--- WORK TO COMPLETE ---
Only the lines of the data below from the one with "HF_* flag word" through the one with "if a.object.id != b.object.id" are wanted. Repeat them exactly.
Top of DATA LISTING
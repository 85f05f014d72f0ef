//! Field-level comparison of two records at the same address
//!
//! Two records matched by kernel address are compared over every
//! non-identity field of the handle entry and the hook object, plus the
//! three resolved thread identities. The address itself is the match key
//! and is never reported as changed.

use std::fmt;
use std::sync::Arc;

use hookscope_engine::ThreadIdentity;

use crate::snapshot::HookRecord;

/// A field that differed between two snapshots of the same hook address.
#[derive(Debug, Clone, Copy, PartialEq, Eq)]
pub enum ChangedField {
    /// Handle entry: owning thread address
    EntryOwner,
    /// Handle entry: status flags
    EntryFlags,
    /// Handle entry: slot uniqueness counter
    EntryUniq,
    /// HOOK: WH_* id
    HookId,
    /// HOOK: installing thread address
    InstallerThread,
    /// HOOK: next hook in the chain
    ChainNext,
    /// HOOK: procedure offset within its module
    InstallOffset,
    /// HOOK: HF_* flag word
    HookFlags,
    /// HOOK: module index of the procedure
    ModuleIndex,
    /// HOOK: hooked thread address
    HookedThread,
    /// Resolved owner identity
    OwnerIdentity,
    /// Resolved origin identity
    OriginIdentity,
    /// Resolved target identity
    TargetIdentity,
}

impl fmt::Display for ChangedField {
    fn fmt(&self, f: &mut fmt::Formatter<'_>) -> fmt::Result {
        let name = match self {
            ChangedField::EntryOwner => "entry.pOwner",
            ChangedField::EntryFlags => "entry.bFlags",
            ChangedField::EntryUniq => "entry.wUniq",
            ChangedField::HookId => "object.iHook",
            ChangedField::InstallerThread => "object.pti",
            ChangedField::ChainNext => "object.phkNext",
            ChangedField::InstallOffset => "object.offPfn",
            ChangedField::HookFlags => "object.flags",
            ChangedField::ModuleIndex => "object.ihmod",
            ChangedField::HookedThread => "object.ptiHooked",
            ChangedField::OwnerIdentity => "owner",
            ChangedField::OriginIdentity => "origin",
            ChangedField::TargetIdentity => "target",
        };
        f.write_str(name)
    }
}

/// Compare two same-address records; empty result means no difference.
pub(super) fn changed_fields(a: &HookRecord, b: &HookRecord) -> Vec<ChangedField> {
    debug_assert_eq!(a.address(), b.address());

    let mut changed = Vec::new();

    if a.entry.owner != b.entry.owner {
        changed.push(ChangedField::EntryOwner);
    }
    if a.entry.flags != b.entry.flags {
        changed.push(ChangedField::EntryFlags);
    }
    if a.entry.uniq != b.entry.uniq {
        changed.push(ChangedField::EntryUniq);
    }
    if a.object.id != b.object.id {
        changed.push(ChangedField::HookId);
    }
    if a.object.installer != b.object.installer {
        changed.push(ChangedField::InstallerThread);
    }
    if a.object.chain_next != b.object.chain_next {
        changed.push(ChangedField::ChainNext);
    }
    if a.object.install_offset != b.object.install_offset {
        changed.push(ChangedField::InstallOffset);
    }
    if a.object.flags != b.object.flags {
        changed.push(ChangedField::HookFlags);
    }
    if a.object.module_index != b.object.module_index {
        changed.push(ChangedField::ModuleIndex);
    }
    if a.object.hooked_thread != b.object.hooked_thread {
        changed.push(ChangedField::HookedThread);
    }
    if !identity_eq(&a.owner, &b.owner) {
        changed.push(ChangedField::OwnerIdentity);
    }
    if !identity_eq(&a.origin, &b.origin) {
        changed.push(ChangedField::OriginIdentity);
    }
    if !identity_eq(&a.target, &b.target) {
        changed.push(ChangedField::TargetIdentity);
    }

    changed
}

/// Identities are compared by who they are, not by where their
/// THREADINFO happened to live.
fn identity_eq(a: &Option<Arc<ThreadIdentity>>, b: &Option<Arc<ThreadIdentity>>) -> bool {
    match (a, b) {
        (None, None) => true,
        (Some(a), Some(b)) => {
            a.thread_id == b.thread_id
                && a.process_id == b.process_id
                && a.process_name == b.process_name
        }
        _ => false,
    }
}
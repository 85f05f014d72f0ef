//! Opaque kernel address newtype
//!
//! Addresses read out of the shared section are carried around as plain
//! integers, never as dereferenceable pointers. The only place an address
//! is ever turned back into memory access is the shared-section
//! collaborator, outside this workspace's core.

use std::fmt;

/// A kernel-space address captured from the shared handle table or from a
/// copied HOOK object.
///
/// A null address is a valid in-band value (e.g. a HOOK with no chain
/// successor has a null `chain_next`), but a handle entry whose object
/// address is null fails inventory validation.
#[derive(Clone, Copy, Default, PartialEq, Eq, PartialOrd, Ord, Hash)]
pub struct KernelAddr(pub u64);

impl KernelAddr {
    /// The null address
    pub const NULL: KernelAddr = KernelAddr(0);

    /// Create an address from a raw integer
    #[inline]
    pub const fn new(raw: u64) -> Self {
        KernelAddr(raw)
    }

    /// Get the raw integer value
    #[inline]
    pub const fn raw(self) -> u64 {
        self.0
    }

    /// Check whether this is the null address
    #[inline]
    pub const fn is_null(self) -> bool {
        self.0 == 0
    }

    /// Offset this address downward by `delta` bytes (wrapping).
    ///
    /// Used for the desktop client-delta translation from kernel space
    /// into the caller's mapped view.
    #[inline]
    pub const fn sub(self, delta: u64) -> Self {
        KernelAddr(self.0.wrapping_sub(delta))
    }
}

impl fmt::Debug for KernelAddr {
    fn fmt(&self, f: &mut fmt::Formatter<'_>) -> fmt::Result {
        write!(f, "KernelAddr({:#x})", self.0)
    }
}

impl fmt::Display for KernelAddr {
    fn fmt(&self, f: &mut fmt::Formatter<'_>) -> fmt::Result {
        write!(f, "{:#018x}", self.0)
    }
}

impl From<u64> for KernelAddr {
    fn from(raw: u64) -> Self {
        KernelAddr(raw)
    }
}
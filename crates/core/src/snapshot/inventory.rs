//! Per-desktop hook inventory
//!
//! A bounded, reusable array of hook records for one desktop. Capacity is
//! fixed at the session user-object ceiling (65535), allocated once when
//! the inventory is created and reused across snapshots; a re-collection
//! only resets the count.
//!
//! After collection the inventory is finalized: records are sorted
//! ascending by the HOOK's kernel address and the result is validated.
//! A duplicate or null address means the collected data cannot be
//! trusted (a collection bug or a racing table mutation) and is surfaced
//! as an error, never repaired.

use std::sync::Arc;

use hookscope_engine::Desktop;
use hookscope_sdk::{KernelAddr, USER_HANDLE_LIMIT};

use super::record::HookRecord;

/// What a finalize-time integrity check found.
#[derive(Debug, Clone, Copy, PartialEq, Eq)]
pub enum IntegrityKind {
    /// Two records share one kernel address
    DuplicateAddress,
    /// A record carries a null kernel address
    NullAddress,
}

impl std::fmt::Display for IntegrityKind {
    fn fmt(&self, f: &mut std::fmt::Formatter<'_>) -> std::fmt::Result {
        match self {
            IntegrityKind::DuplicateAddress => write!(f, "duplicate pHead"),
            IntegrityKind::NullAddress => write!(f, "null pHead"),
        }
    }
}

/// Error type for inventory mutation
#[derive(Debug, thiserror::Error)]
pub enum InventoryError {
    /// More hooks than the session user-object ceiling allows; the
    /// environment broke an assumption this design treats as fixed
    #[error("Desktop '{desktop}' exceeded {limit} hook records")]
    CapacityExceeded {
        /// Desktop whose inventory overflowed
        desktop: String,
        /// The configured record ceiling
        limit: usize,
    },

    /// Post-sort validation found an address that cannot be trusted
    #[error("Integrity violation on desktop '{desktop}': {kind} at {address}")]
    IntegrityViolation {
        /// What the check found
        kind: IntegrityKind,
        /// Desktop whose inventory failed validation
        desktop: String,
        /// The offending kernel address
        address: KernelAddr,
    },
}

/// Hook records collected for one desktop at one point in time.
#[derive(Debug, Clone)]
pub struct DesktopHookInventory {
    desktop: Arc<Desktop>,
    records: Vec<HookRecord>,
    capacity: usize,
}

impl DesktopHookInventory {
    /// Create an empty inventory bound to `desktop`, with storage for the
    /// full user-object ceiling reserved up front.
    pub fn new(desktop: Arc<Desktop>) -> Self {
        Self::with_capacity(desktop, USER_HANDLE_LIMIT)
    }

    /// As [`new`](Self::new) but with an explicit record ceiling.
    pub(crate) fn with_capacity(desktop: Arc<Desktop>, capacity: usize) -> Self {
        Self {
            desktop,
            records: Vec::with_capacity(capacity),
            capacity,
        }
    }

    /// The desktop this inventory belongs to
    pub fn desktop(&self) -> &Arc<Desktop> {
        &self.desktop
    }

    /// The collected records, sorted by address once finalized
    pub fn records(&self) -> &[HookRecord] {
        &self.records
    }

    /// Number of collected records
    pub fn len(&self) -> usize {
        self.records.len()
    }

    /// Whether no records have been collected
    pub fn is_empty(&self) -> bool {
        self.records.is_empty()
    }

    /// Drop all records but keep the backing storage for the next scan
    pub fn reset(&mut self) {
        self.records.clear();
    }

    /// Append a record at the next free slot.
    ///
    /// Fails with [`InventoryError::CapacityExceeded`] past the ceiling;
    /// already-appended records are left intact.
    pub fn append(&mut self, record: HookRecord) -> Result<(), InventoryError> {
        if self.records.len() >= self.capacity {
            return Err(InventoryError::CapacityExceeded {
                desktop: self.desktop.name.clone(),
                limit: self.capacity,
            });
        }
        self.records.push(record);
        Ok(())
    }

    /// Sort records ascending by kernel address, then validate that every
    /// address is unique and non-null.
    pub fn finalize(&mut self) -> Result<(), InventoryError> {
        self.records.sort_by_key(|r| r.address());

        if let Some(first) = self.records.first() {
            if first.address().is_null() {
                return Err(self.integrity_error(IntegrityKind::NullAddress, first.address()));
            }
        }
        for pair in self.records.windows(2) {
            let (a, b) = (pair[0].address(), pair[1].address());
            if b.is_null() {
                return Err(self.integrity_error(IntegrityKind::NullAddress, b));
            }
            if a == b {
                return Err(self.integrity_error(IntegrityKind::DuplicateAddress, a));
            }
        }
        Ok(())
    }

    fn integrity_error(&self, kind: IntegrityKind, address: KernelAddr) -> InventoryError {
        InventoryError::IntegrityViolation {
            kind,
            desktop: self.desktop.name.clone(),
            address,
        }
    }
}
Bottom of DATA LISTING
--- SOLUTION ---
    /// HOOK: HF_* flag word
    HookFlags,
    /// HOOK: module index of the procedure
    ModuleIndex,
    /// HOOK: hooked thread address
    HookedThread,
    /// Resolved owner identity
    OwnerIdentity,
    /// Resolved origin identity
    OriginIdentity,
    /// Resolved target identity
    TargetIdentity,
}

impl fmt::Display for ChangedField {
    fn fmt(&self, f: &mut fmt::Formatter<'_>) -> fmt::Result {
        let name = match self {
            ChangedField::EntryOwner => "entry.pOwner",
            ChangedField::EntryFlags => "entry.bFlags",
            ChangedField::EntryUniq => "entry.wUniq",
            ChangedField::HookId => "object.iHook",
            ChangedField::InstallerThread => "object.pti",
            ChangedField::ChainNext => "object.phkNext",
            ChangedField::InstallOffset => "object.offPfn",
            ChangedField::HookFlags => "object.flags",
            ChangedField::ModuleIndex => "object.ihmod",
            ChangedField::HookedThread => "object.ptiHooked",
            ChangedField::OwnerIdentity => "owner",
            ChangedField::OriginIdentity => "origin",
            ChangedField::TargetIdentity => "target",
        };
        f.write_str(name)
    }
}

/// Compare two same-address records; empty result means no difference.
pub(super) fn changed_fields(a: &HookRecord, b: &HookRecord) -> Vec<ChangedField> {
    debug_assert_eq!(a.address(), b.address());

    let mut changed = Vec::new();

    if a.entry.owner != b.entry.owner {
        changed.push(ChangedField::EntryOwner);
    }
    if a.entry.flags != b.entry.flags {
        changed.push(ChangedField::EntryFlags);
    }
    if a.entry.uniq != b.entry.uniq {
        changed.push(ChangedField::EntryUniq);
    }
    if a.object.id != b.object.id {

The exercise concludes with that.